**What is required:**
Identify all lines in the data containing the string "demo". Copy them out.

[Stored data entries]
--
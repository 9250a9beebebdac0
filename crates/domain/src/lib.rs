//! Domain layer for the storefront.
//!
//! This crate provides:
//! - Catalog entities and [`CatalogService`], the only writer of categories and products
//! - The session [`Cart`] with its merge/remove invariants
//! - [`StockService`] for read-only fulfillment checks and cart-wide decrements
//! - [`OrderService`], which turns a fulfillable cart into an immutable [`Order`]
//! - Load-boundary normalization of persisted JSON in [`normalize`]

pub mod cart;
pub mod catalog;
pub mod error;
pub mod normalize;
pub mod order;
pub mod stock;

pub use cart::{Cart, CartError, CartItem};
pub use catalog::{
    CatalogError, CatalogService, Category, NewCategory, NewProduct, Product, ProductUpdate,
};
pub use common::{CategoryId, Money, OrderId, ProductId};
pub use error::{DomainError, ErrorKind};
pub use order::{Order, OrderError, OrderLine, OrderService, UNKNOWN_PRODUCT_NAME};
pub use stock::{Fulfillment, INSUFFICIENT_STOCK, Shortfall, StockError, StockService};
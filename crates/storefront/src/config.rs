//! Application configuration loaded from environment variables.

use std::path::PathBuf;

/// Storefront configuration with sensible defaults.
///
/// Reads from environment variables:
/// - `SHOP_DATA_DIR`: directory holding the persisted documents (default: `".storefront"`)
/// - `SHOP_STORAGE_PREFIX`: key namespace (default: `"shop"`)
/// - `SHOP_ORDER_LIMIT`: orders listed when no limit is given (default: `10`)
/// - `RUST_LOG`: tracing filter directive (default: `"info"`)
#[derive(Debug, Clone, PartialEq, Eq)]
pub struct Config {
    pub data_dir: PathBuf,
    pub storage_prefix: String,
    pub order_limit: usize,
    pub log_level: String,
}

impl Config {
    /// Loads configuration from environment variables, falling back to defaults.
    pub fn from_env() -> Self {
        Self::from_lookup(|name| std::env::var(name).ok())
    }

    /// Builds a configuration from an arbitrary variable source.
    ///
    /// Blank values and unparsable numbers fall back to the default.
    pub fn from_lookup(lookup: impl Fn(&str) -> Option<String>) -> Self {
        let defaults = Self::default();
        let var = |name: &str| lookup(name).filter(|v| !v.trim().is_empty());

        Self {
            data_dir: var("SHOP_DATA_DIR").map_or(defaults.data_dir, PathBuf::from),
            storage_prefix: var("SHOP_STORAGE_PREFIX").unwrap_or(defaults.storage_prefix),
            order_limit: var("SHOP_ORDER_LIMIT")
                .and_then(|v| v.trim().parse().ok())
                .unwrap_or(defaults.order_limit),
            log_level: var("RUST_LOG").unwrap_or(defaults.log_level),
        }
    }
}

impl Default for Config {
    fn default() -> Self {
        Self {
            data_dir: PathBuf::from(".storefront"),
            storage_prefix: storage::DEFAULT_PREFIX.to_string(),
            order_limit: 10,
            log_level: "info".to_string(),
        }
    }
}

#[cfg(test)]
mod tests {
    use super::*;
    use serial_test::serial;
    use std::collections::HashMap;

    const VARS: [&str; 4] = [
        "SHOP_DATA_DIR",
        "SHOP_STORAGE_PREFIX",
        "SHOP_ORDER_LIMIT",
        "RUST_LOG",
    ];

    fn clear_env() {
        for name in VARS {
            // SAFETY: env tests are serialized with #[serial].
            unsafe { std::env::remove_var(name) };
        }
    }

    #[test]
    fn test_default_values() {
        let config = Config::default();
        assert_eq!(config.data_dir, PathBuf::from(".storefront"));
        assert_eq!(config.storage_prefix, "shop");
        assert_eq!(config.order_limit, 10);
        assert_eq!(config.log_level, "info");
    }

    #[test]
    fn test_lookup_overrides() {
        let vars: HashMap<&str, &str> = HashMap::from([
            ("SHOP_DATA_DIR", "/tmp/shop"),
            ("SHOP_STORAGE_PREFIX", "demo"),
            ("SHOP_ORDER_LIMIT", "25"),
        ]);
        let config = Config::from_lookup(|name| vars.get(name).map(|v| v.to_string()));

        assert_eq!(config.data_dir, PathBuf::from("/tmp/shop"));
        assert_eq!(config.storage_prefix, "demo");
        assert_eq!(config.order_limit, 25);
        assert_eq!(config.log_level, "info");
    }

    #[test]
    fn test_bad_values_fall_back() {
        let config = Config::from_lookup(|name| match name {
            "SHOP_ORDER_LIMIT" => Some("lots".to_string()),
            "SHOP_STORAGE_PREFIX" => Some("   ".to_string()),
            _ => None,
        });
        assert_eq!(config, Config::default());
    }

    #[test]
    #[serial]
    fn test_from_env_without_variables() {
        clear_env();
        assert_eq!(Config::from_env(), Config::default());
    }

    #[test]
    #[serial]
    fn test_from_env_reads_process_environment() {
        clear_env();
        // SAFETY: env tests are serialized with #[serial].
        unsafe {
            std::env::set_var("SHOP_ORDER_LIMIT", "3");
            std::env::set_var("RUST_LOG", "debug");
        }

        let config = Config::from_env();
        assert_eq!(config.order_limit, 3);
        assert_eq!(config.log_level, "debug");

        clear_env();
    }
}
--
**Answer box:**
            ("SHOP_STORAGE_PREFIX", "demo"),
        assert_eq!(config.storage_prefix, "demo");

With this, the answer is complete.